_Information provided_:
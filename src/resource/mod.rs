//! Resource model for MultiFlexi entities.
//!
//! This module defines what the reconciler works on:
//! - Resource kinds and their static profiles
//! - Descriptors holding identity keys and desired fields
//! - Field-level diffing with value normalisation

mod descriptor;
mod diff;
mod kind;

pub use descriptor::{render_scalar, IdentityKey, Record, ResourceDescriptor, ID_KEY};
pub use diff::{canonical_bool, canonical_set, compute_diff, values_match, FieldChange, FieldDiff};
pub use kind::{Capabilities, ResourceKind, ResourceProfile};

--

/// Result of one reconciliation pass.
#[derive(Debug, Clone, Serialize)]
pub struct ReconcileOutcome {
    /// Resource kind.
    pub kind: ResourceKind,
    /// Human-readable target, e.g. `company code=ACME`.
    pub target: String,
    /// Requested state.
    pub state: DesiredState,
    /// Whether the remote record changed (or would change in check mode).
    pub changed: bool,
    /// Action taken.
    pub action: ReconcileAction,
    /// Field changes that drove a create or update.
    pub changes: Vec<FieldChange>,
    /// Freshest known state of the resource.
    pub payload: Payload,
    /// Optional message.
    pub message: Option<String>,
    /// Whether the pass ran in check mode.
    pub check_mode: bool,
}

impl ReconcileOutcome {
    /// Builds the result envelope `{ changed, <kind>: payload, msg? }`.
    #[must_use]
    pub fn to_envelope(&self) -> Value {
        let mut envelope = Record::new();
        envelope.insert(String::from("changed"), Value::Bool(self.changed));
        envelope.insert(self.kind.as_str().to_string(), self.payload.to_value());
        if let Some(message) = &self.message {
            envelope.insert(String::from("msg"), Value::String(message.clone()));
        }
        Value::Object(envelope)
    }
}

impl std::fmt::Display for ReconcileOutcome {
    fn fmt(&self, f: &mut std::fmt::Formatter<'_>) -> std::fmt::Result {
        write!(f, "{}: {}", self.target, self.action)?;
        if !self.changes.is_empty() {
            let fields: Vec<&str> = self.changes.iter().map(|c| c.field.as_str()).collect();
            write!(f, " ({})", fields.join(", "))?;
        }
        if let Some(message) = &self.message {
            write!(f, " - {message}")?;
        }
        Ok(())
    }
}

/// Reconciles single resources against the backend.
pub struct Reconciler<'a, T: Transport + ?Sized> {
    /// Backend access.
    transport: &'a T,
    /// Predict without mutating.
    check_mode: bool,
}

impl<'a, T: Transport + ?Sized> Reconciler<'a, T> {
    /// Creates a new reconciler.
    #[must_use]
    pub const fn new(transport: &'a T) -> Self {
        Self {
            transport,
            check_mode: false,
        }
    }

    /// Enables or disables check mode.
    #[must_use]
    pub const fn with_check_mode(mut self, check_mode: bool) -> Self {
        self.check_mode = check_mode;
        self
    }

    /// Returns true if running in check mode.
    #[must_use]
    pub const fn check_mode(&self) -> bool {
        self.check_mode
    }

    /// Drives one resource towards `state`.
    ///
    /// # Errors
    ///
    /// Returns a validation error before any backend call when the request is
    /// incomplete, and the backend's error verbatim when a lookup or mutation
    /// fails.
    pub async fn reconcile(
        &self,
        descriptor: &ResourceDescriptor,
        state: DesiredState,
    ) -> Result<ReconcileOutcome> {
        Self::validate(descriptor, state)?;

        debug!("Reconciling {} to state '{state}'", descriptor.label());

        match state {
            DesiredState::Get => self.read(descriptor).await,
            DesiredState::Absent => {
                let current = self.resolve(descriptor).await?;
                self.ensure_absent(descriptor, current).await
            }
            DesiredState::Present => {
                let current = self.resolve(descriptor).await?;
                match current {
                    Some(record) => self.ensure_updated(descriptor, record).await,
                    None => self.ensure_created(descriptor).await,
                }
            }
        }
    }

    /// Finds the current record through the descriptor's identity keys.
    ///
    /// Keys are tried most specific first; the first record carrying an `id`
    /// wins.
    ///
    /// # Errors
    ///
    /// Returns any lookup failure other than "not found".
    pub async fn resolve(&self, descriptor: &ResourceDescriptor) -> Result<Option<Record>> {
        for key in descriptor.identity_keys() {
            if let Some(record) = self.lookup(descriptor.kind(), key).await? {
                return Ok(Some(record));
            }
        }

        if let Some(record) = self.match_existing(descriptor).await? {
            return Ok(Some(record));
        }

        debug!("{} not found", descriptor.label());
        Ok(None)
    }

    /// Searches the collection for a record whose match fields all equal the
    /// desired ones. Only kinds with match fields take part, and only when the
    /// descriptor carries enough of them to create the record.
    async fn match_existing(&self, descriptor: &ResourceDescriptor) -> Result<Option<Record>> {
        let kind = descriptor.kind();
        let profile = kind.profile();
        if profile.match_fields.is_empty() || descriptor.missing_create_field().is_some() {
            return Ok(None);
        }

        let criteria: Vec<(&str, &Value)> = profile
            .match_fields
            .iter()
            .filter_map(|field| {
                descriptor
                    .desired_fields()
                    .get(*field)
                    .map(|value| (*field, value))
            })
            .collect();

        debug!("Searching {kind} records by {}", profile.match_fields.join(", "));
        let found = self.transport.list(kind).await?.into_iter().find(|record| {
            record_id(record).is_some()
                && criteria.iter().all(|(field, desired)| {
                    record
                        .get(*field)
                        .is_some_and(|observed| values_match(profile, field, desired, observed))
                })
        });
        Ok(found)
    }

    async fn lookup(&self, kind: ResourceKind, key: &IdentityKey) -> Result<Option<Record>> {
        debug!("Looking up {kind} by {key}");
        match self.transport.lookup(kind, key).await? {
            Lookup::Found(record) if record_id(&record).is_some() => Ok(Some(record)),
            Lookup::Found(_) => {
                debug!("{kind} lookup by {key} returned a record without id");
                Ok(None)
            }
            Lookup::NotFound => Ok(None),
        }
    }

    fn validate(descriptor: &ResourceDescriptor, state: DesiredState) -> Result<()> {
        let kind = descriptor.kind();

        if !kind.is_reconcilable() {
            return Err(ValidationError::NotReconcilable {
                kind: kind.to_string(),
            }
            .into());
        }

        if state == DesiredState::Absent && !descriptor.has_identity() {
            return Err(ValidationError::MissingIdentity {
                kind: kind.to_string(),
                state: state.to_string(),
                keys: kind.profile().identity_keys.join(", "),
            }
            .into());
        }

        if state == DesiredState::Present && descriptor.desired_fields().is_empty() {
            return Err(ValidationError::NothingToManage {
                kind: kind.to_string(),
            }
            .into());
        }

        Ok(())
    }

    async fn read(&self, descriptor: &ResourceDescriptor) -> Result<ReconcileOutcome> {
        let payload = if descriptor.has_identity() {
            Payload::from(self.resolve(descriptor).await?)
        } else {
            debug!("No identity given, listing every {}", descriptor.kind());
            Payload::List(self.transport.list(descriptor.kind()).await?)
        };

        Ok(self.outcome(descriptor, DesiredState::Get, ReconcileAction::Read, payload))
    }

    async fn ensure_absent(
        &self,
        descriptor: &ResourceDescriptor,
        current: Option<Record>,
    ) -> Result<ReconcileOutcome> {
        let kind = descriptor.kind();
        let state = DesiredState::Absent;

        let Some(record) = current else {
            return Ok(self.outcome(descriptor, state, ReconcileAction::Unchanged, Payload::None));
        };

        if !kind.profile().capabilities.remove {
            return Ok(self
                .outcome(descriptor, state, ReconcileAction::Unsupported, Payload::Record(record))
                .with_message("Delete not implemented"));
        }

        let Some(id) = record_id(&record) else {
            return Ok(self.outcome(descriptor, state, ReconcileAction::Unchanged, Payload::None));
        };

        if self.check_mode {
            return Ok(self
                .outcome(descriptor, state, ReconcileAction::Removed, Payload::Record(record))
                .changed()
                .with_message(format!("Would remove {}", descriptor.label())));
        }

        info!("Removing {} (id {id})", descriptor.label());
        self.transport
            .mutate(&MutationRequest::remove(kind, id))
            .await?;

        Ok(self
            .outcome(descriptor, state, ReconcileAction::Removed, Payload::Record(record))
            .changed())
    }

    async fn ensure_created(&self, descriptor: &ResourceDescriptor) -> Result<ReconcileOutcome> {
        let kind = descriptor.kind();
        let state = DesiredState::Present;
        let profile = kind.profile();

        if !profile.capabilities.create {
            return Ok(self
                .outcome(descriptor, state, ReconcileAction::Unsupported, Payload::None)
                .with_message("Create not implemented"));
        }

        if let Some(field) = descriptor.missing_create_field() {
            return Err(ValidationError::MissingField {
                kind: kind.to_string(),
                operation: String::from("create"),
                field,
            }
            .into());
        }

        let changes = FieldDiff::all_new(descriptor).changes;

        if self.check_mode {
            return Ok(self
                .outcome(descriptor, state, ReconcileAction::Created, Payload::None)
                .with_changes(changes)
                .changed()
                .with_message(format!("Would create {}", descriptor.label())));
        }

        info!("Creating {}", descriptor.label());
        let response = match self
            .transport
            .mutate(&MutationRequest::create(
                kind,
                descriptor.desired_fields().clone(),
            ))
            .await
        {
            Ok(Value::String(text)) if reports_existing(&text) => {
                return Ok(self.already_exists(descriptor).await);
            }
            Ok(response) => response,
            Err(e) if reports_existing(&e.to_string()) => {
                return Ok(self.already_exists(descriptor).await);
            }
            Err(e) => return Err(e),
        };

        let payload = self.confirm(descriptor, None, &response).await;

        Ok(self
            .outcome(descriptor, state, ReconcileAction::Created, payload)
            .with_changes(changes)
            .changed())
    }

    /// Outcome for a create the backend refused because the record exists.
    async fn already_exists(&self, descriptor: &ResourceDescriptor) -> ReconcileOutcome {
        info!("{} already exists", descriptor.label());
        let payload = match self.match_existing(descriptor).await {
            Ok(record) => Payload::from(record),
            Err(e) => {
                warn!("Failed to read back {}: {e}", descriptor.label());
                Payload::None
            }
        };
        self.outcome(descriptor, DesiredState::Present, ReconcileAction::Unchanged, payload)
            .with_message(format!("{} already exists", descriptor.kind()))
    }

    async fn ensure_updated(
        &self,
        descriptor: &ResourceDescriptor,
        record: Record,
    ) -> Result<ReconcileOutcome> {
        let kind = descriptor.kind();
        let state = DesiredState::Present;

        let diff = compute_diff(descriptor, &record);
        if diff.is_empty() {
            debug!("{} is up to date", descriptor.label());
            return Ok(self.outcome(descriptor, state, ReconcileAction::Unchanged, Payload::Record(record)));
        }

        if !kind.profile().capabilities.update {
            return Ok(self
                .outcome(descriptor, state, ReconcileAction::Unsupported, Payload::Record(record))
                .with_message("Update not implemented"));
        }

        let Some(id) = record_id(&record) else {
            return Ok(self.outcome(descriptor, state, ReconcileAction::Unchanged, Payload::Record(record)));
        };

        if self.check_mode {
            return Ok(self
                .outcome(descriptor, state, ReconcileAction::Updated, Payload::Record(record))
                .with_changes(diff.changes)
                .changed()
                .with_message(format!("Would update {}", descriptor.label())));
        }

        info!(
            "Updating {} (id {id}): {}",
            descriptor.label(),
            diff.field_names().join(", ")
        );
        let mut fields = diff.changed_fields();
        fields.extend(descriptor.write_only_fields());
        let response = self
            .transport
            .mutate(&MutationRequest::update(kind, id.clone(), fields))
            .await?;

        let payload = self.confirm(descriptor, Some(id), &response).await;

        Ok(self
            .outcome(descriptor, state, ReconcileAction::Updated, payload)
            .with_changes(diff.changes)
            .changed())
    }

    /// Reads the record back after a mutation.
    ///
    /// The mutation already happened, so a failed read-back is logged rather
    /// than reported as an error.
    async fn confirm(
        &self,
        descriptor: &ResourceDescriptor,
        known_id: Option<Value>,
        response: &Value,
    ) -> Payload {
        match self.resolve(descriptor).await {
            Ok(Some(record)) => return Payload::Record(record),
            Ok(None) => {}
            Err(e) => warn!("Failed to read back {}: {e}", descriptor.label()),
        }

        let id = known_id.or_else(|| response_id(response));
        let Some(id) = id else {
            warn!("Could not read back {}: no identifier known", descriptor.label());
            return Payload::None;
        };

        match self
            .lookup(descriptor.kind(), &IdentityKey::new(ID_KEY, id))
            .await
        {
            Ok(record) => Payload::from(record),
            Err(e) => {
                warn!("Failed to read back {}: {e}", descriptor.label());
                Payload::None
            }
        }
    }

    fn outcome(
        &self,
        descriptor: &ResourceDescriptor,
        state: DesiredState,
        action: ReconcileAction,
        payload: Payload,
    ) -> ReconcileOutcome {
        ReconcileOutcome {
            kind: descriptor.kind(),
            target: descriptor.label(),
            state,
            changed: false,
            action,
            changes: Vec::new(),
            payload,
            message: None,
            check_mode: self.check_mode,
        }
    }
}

* * *

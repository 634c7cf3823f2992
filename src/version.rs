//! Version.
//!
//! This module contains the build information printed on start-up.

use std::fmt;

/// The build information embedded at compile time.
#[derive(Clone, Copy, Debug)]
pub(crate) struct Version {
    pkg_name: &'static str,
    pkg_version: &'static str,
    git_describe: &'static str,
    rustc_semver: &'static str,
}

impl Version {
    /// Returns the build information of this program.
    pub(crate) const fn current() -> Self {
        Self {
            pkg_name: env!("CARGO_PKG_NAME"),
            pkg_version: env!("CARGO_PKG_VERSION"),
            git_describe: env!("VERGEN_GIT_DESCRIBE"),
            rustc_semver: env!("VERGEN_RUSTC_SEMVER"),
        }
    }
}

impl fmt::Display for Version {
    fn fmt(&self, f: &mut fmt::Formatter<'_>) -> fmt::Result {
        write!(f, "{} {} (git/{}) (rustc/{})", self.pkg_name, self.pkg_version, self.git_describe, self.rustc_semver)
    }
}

_Your objective_:
For every line of the material above that contains the word "ResourceKind", show the line.

_Response for this exercise_:
pub use kind::{Capabilities, ResourceKind, ResourceProfile};
    pub kind: ResourceKind,
    async fn lookup(&self, kind: ResourceKind, key: &IdentityKey) -> Result<Option<Record>> {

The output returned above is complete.